Daarom moet er op dit punt ook worden verwezen naar artikel 20, lid 4, van de basiswet, dat ook gegarandeerd eeuwig is, in overeenstemming met artikel 79, lid 3. Dit zegt:
“Alle Duitsers hebben het recht zich te verzetten tegen iedereen die zich ertoe verbindt dit bevel uit te roeien als er geen andere remedie mogelijk is.”
De vaders en moeders van de Basiswet hebben dit artikel ingevoerd zodat weerstand kan voorkomen dat het wordt weggenomen. De enige voorwaarde: er is misschien geen andere remedie mogelijk.
Met de uitspraak van het Federale Grondwettelijk Hof over de Federal Emergency Brake en het besluit dat eenieder die niet is ingeënt of hersteld het Federale Grondwettelijk Hof niet meer mag betreden, heeft de rechterlijke macht bewezen niet bereid te zijn om te pleiten voor de naleving van de basiswet, maar om op te treden als plaatsvervangend agent die dwingende politiek maakt.
Dit komt echter niet als een verrassing, want de voorzitter van het Federale Constitutionele Hof, Stephan Harbarth, is een loyale partijmilitair van de CDU, een lobbyist en is onder twijfelachtige omstandigheden benoemd tot president van het Federale Constitutionele Hof. Iedereen die met bondskanselier Angela Merkel dineert kort voordat ze de politiek van diezelfde regering moeten beoordelen, kan aan hun onafhankelijkheid worden getwijfeld.
Het wordt dus tijd dat wij mensen onze grondrechten terugnemen.
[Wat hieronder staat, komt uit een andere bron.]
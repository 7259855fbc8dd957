pub mod category;

pub use category::{Category, CategoryNode, CategorySortField, LeveledCategory, SortOrder};
pub mod config;
pub mod error;
pub mod extractor;
pub mod middleware;
pub mod openapi;
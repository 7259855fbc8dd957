use std::env;
use std::time::Duration;

#[derive(Debug, Clone)]
pub struct Config {
    pub app: AppConfig,
    pub catalog_api: CatalogApiConfig,
    pub swagger: SwaggerConfig,
}

#[derive(Debug, Clone)]
pub struct AppConfig {
    pub host: String,
    pub port: u16,
    pub cors_allowed_origins: Vec<String>,
    pub max_request_body_size: usize,
}

/// Upstream catalog REST API that owns the category records
#[derive(Debug, Clone)]
pub struct CatalogApiConfig {
    /// Base URL, e.g. "http://localhost:8000/api"
    pub base_url: String,
    /// Bearer token forwarded on every request (optional)
    pub api_token: Option<String>,
    pub timeout: Duration,
}

#[derive(Debug, Clone)]
pub struct SwaggerConfig {
    pub username: Option<String>,
    pub password: Option<String>,
    pub title: String,
    pub version: String,
    pub description: String,
}

impl Config {
    pub fn from_env() -> Result<Self, String> {
        // Load .env file if exists, ignore if not found (optional for production)
        if let Err(e) = dotenvy::dotenv() {
            if !e.to_string().contains("not found") {
                eprintln!("Warning: Error loading .env file: {}", e);
            }
        }

        Ok(Config {
            app: AppConfig::from_env()?,
            catalog_api: CatalogApiConfig::from_env()?,
            swagger: SwaggerConfig::from_env()?,
        })
    }
}

impl AppConfig {
    const DEFAULT_MAX_REQUEST_BODY_SIZE: usize = 1024 * 1024; // 1MB

    pub fn from_env() -> Result<Self, String> {
        let host = env::var("HOST").unwrap_or_else(|_| "127.0.0.1".to_string());
        let port = env::var("PORT")
            .unwrap_or_else(|_| "3000".to_string())
            .parse::<u16>()
            .map_err(|e| format!("Invalid PORT: {}", e))?;

        let cors_allowed_origins = parse_origins(
            &env::var("CORS_ALLOWED_ORIGINS").unwrap_or_else(|_| "*".to_string()),
        );

        let max_request_body_size = env::var("MAX_REQUEST_BODY_SIZE")
            .unwrap_or_else(|_| Self::DEFAULT_MAX_REQUEST_BODY_SIZE.to_string())
            .parse::<usize>()
            .map_err(|_| "MAX_REQUEST_BODY_SIZE must be a valid number".to_string())?;

        Ok(Self {
            host,
            port,
            cors_allowed_origins,
            max_request_body_size,
        })
    }

    pub fn server_address(&self) -> String {
        format!("{}:{}", self.host, self.port)
    }
}

impl CatalogApiConfig {
    const DEFAULT_TIMEOUT_SECS: u64 = 10;

    pub fn from_env() -> Result<Self, String> {
        let base_url = env::var("CATALOG_API_URL")
            .map_err(|_| "CATALOG_API_URL environment variable is required".to_string())?
            .trim_end_matches('/')
            .to_string();

        let api_token = env::var("CATALOG_API_TOKEN").ok().filter(|s| !s.is_empty());

        let timeout_secs = env::var("CATALOG_API_TIMEOUT_SECS")
            .unwrap_or_else(|_| Self::DEFAULT_TIMEOUT_SECS.to_string())
            .parse::<u64>()
            .map_err(|_| "CATALOG_API_TIMEOUT_SECS must be a valid number".to_string())?;

        Ok(Self {
            base_url,
            api_token,
            timeout: Duration::from_secs(timeout_secs),
        })
    }
}

impl SwaggerConfig {
    pub fn from_env() -> Result<Self, String> {
        // Only use credentials if they are non-empty
        let username = env::var("SWAGGER_USERNAME").ok().filter(|s| !s.is_empty());
        let password = env::var("SWAGGER_PASSWORD").ok().filter(|s| !s.is_empty());
        let title = env::var("SWAGGER_TITLE").unwrap_or_else(|_| "NOVA LIVING Admin API".to_string());
        let version = env::var("SWAGGER_VERSION").unwrap_or_else(|_| "0.1.0".to_string());
        let description = env::var("SWAGGER_DESCRIPTION")
            .unwrap_or_else(|_| "Category administration for the NOVA LIVING storefront".to_string());

        Ok(Self {
            username,
            password,
            title,
            version,
            description,
        })
    }

    /// Returns credentials in "username:password" format if auth is enabled
    pub fn credentials(&self) -> Option<String> {
        match (&self.username, &self.password) {
            (Some(user), Some(pass)) => Some(format!("{}:{}", user, pass)),
            _ => None,
        }
    }
}

/// Parse a comma-separated origin list, dropping blanks
fn parse_origins(raw: &str) -> Vec<String> {
    raw.split(',')
        .map(|s| s.trim().to_string())
        .filter(|s| !s.is_empty())
        .collect()
}

#[cfg(test)]
mod tests {
    use super::*;

    #[test]
    fn test_parse_origins() {
        assert_eq!(
            parse_origins("http://a.test, http://b.test,,"),
            vec!["http://a.test".to_string(), "http://b.test".to_string()]
        );
        assert_eq!(parse_origins("*"), vec!["*".to_string()]);
        assert!(parse_origins(" , ").is_empty());
    }

    #[test]
    fn test_swagger_credentials() {
        let mut swagger = SwaggerConfig {
            username: Some("admin".to_string()),
            password: None,
            title: String::new(),
            version: String::new(),
            description: String::new(),
        };
        assert_eq!(swagger.credentials(), None);

        swagger.password = Some("secret".to_string());
        assert_eq!(swagger.credentials(), Some("admin:secret".to_string()));
    }
}
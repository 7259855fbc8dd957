use std::sync::Arc;

use axum::{
    extract::{Path, Query, State},
    http::StatusCode,
    Json,
};
use validator::Validate;

use crate::core::error::{AppError, Result};
use crate::core::extractor::AppJson;
use crate::features::categories::dtos::{
    CategoryBreadcrumbDto, CategoryDetailDto, CategoryHierarchyItemDto, CategoryListItemDto,
    CategoryQueryParams, CategoryResponseDto, CategoryTreeDto, CreateCategoryDto,
    GenerateSlugQuery, GeneratedSlugDto, ListCategoriesQuery, SlugCheckQuery,
    SlugCheckResponseDto, UpdateCategoryDto,
};
use crate::features::categories::services::CategoryService;
use crate::shared::types::{ApiResponse, Meta};

// =============================================================================
// STOREFRONT
// =============================================================================

/// List all active categories
///
/// Returns categories as flat list or tree structure based on `tree` query param.
#[utoipa::path(
    get,
    path = "/api/categories",
    params(ListCategoriesQuery),
    responses(
        (status = 200, description = "List of categories", body = ApiResponse<Vec<CategoryResponseDto>>),
    ),
    tag = "categories"
)]
pub async fn list_categories(
    State(service): State<Arc<CategoryService>>,
    Query(query): Query<ListCategoriesQuery>,
) -> Result<Json<ApiResponse<serde_json::Value>>> {
    let value = if query.tree {
        serde_json::to_value(service.list_public_tree().await?)
    } else {
        serde_json::to_value(service.list_public().await?)
    }
    .map_err(|e| AppError::Internal(format!("Failed to serialize categories: {}", e)))?;

    Ok(Json(ApiResponse::success(Some(value), None, None)))
}

/// Get category by slug
#[utoipa::path(
    get,
    path = "/api/categories/{slug}",
    params(
        ("slug" = String, Path, description = "Category slug")
    ),
    responses(
        (status = 200, description = "Category found", body = ApiResponse<CategoryResponseDto>),
        (status = 404, description = "Category not found")
    ),
    tag = "categories"
)]
pub async fn get_category(
    State(service): State<Arc<CategoryService>>,
    Path(slug): Path<String>,
) -> Result<Json<ApiResponse<CategoryResponseDto>>> {
    let category = service.get_public_by_slug(&slug).await?;
    Ok(Json(ApiResponse::success(Some(category), None, None)))
}

// =============================================================================
// ADMIN
// =============================================================================

/// List categories with search, sorting and pagination
#[utoipa::path(
    get,
    path = "/api/admin/categories",
    params(CategoryQueryParams),
    responses(
        (status = 200, description = "Categories retrieved successfully", body = ApiResponse<Vec<CategoryListItemDto>>),
        (status = 502, description = "Catalog API unavailable")
    ),
    tag = "admin-categories"
)]
pub async fn admin_list_categories(
    State(service): State<Arc<CategoryService>>,
    Query(params): Query<CategoryQueryParams>,
) -> Result<Json<ApiResponse<Vec<CategoryListItemDto>>>> {
    let (categories, total) = service.list(&params).await?;
    Ok(Json(ApiResponse::success(
        Some(categories),
        None,
        Some(Meta { total }),
    )))
}

/// Nested category tree
#[utoipa::path(
    get,
    path = "/api/admin/categories/tree",
    responses(
        (status = 200, description = "Category tree", body = ApiResponse<Vec<CategoryTreeDto>>),
    ),
    tag = "admin-categories"
)]
pub async fn get_category_tree(
    State(service): State<Arc<CategoryService>>,
) -> Result<Json<ApiResponse<Vec<CategoryTreeDto>>>> {
    let tree = service.tree().await?;
    Ok(Json(ApiResponse::success(Some(tree), None, None)))
}

/// Flattened category tree with depth levels
#[utoipa::path(
    get,
    path = "/api/admin/categories/hierarchy",
    responses(
        (status = 200, description = "Categories in tree order", body = ApiResponse<Vec<CategoryHierarchyItemDto>>),
    ),
    tag = "admin-categories"
)]
pub async fn get_category_hierarchy(
    State(service): State<Arc<CategoryService>>,
) -> Result<Json<ApiResponse<Vec<CategoryHierarchyItemDto>>>> {
    let rows = service.hierarchy().await?;
    let total = rows.len() as i64;
    Ok(Json(ApiResponse::success(
        Some(rows),
        None,
        Some(Meta { total }),
    )))
}

/// Get category detail by ID
#[utoipa::path(
    get,
    path = "/api/admin/categories/{id}",
    params(
        ("id" = i64, Path, description = "Category ID")
    ),
    responses(
        (status = 200, description = "Category found", body = ApiResponse<CategoryDetailDto>),
        (status = 404, description = "Category not found"),
        (status = 502, description = "Corrupt hierarchy or catalog API unavailable")
    ),
    tag = "admin-categories"
)]
pub async fn get_category_detail(
    State(service): State<Arc<CategoryService>>,
    Path(id): Path<i64>,
) -> Result<Json<ApiResponse<CategoryDetailDto>>> {
    let detail = service.get_detail(id).await?;
    Ok(Json(ApiResponse::success(Some(detail), None, None)))
}

/// List direct subcategories
#[utoipa::path(
    get,
    path = "/api/admin/categories/{id}/children",
    params(
        ("id" = i64, Path, description = "Category ID")
    ),
    responses(
        (status = 200, description = "Direct children", body = ApiResponse<Vec<CategoryResponseDto>>),
        (status = 404, description = "Category not found")
    ),
    tag = "admin-categories"
)]
pub async fn list_category_children(
    State(service): State<Arc<CategoryService>>,
    Path(id): Path<i64>,
) -> Result<Json<ApiResponse<Vec<CategoryResponseDto>>>> {
    let children = service.children(id).await?;
    Ok(Json(ApiResponse::success(Some(children), None, None)))
}

/// Breadcrumb from the root category down to this one
#[utoipa::path(
    get,
    path = "/api/admin/categories/{id}/path",
    params(
        ("id" = i64, Path, description = "Category ID")
    ),
    responses(
        (status = 200, description = "Breadcrumb", body = ApiResponse<Vec<CategoryBreadcrumbDto>>),
        (status = 404, description = "Category not found"),
        (status = 502, description = "Corrupt hierarchy")
    ),
    tag = "admin-categories"
)]
pub async fn get_category_path(
    State(service): State<Arc<CategoryService>>,
    Path(id): Path<i64>,
) -> Result<Json<ApiResponse<Vec<CategoryBreadcrumbDto>>>> {
    let path = service.path(id).await?;
    Ok(Json(ApiResponse::success(Some(path), None, None)))
}

/// Create a new category
#[utoipa::path(
    post,
    path = "/api/admin/categories",
    request_body = CreateCategoryDto,
    responses(
        (status = 201, description = "Category created successfully", body = ApiResponse<CategoryResponseDto>),
        (status = 400, description = "Validation error"),
        (status = 409, description = "Slug already in use")
    ),
    tag = "admin-categories"
)]
pub async fn create_category(
    State(service): State<Arc<CategoryService>>,
    AppJson(dto): AppJson<CreateCategoryDto>,
) -> Result<(StatusCode, Json<ApiResponse<CategoryResponseDto>>)> {
    dto.validate()
        .map_err(|e| AppError::Validation(e.to_string()))?;

    let category = service.create(dto).await?;
    Ok((
        StatusCode::CREATED,
        Json(ApiResponse::success(Some(category), None, None)),
    ))
}

/// Update a category
#[utoipa::path(
    put,
    path = "/api/admin/categories/{id}",
    params(
        ("id" = i64, Path, description = "Category ID")
    ),
    request_body = UpdateCategoryDto,
    responses(
        (status = 200, description = "Category updated successfully", body = ApiResponse<CategoryResponseDto>),
        (status = 400, description = "Validation error"),
        (status = 404, description = "Category not found"),
        (status = 409, description = "Slug already in use")
    ),
    tag = "admin-categories"
)]
pub async fn update_category(
    State(service): State<Arc<CategoryService>>,
    Path(id): Path<i64>,
    AppJson(dto): AppJson<UpdateCategoryDto>,
) -> Result<Json<ApiResponse<CategoryResponseDto>>> {
    dto.validate()
        .map_err(|e| AppError::Validation(e.to_string()))?;

    let category = service.update(id, dto).await?;
    Ok(Json(ApiResponse::success(Some(category), None, None)))
}

/// Activate a category
#[utoipa::path(
    patch,
    path = "/api/admin/categories/{id}/activate",
    params(
        ("id" = i64, Path, description = "Category ID")
    ),
    responses(
        (status = 200, description = "Category activated", body = ApiResponse<CategoryResponseDto>),
        (status = 404, description = "Category not found")
    ),
    tag = "admin-categories"
)]
pub async fn activate_category(
    State(service): State<Arc<CategoryService>>,
    Path(id): Path<i64>,
) -> Result<Json<ApiResponse<CategoryResponseDto>>> {
    let category = service.set_active(id, true).await?;
    Ok(Json(ApiResponse::success(Some(category), None, None)))
}

/// Deactivate a category
#[utoipa::path(
    patch,
    path = "/api/admin/categories/{id}/deactivate",
    params(
        ("id" = i64, Path, description = "Category ID")
    ),
    responses(
        (status = 200, description = "Category deactivated", body = ApiResponse<CategoryResponseDto>),
        (status = 404, description = "Category not found")
    ),
    tag = "admin-categories"
)]
pub async fn deactivate_category(
    State(service): State<Arc<CategoryService>>,
    Path(id): Path<i64>,
) -> Result<Json<ApiResponse<CategoryResponseDto>>> {
    let category = service.set_active(id, false).await?;
    Ok(Json(ApiResponse::success(Some(category), None, None)))
}

/// Delete a category (soft delete)
#[utoipa::path(
    delete,
    path = "/api/admin/categories/{id}",
    params(
        ("id" = i64, Path, description = "Category ID")
    ),
    responses(
        (status = 200, description = "Category deleted successfully"),
        (status = 404, description = "Category not found"),
        (status = 409, description = "Category still has active subcategories")
    ),
    tag = "admin-categories"
)]
pub async fn delete_category(
    State(service): State<Arc<CategoryService>>,
    Path(id): Path<i64>,
) -> Result<Json<ApiResponse<()>>> {
    service.delete(id).await?;
    Ok(Json(ApiResponse::success(None, None, None)))
}

/// Check whether a slug is well-formed and unused
#[utoipa::path(
    get,
    path = "/api/admin/categories/check-slug",
    params(SlugCheckQuery),
    responses(
        (status = 200, description = "Slug check result", body = ApiResponse<SlugCheckResponseDto>),
    ),
    tag = "admin-categories"
)]
pub async fn check_slug(
    State(service): State<Arc<CategoryService>>,
    Query(query): Query<SlugCheckQuery>,
) -> Result<Json<ApiResponse<SlugCheckResponseDto>>> {
    let result = service.check_slug(&query).await?;
    Ok(Json(ApiResponse::success(Some(result), None, None)))
}

/// Suggest a slug for a category name
#[utoipa::path(
    get,
    path = "/api/admin/categories/generate-slug",
    params(GenerateSlugQuery),
    responses(
        (status = 200, description = "Generated slug", body = ApiResponse<GeneratedSlugDto>),
    ),
    tag = "admin-categories"
)]
pub async fn generate_slug(
    Query(query): Query<GenerateSlugQuery>,
) -> Json<ApiResponse<GeneratedSlugDto>> {
    let generated = CategoryService::generate_slug(&query.name);
    Json(ApiResponse::success(Some(generated), None, None))
}
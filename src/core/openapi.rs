use utoipa::{Modify, OpenApi};

use crate::features::categories::models::{CategorySortField, SortOrder};
use crate::features::categories::{dtos as categories_dtos, handlers as categories_handlers};
use crate::shared::types::{ApiResponse, Meta};

#[derive(OpenApi)]
#[openapi(
    paths(
        // Categories (storefront)
        categories_handlers::list_categories,
        categories_handlers::get_category,
        // Categories (admin)
        categories_handlers::admin_list_categories,
        categories_handlers::get_category_tree,
        categories_handlers::get_category_hierarchy,
        categories_handlers::get_category_detail,
        categories_handlers::list_category_children,
        categories_handlers::get_category_path,
        categories_handlers::create_category,
        categories_handlers::update_category,
        categories_handlers::activate_category,
        categories_handlers::deactivate_category,
        categories_handlers::delete_category,
        categories_handlers::check_slug,
        categories_handlers::generate_slug,
    ),
    components(
        schemas(
            // Shared
            Meta,
            // Categories
            CategorySortField,
            SortOrder,
            categories_dtos::CategoryResponseDto,
            categories_dtos::CategoryListItemDto,
            categories_dtos::CategoryTreeDto,
            categories_dtos::CategoryHierarchyItemDto,
            categories_dtos::CategoryBreadcrumbDto,
            categories_dtos::CategoryDetailDto,
            categories_dtos::CreateCategoryDto,
            categories_dtos::UpdateCategoryDto,
            categories_dtos::SlugCheckResponseDto,
            categories_dtos::GeneratedSlugDto,
            ApiResponse<categories_dtos::CategoryResponseDto>,
            ApiResponse<Vec<categories_dtos::CategoryResponseDto>>,
            ApiResponse<Vec<categories_dtos::CategoryListItemDto>>,
            ApiResponse<Vec<categories_dtos::CategoryTreeDto>>,
            ApiResponse<Vec<categories_dtos::CategoryHierarchyItemDto>>,
            ApiResponse<Vec<categories_dtos::CategoryBreadcrumbDto>>,
            ApiResponse<categories_dtos::CategoryDetailDto>,
            ApiResponse<categories_dtos::SlugCheckResponseDto>,
            ApiResponse<categories_dtos::GeneratedSlugDto>,
        )
    ),
    tags(
        (name = "categories", description = "Product categories for the storefront (public)"),
        (name = "admin-categories", description = "Category hierarchy management"),
    ),
    info(
        title = "NOVA LIVING Catalog Admin API",
        version = "0.1.0",
        description = "Category hierarchy API for the NOVA LIVING catalog",
    )
)]
pub struct ApiDoc;

/// Modifier to override OpenAPI info from config
pub struct SwaggerInfoModifier {
    pub title: String,
    pub version: String,
    pub description: String,
}

impl Modify for SwaggerInfoModifier {
    fn modify(&self, openapi: &mut utoipa::openapi::OpenApi) {
        openapi.info.title = self.title.clone();
        openapi.info.version = self.version.clone();
        openapi.info.description = Some(self.description.clone());
    }
}
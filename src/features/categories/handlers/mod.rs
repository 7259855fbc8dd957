pub mod category_handler;

pub use category_handler::*;
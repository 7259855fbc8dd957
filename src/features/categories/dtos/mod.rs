pub mod category_dto;

pub use category_dto::{
    CategoryBreadcrumbDto, CategoryDetailDto, CategoryHierarchyItemDto, CategoryListItemDto,
    CategoryQueryParams, CategoryResponseDto, CategoryTreeDto, CreateCategoryDto,
    GenerateSlugQuery, GeneratedSlugDto, ListCategoriesQuery, SlugCheckQuery, SlugCheckResponseDto,
    UpdateCategoryDto,
};
pub mod catalog_api;
pub mod repository;

pub use catalog_api::CatalogApiClient;
pub use repository::{CategoryRepository, UpsertCategoryRequest};
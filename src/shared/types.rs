use serde::{Deserialize, Serialize};
use utoipa::ToSchema;

#[derive(Debug, Serialize, Deserialize, ToSchema)]
pub struct ApiResponse<T> {
    pub success: bool,
    pub data: Option<T>,
    pub message: Option<String>,
    pub meta: Option<Meta>,
    pub errors: Option<Vec<String>>,
}

#[derive(Debug, Serialize, Deserialize, ToSchema)]
pub struct Meta {
    pub total: i64,
}

impl<T> ApiResponse<T> {
    pub fn success(data: Option<T>, message: Option<String>, meta: Option<Meta>) -> Self {
        Self {
            success: true,
            data,
            message,
            meta,
            errors: None,
        }
    }

    pub fn error(message: Option<String>, errors: Option<Vec<String>>) -> ApiResponse<()> {
        ApiResponse {
            success: false,
            data: None,
            message,
            meta: None,
            errors,
        }
    }
}
pub mod categories;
Grondrechten zijn verdedigingsrechten tegen de staat en zijn daarom inherent aan ieder mens. Ze kunnen niet worden toegekend of onderworpen aan voorwaarden door een staat. Men hoeft ze niet te “vaccineren”, maar krijgt ze, of de staat en zijn autoriteiten dit nu willen erkennen of niet. Dus als we willen dat de toekomst de moeite waard is om te leven, vrij en vredig, dan moeten we eerst opkomen voor onze basisrechten, vooral onze waardigheid. Want ja: de menselijke waardigheid is onschendbaar.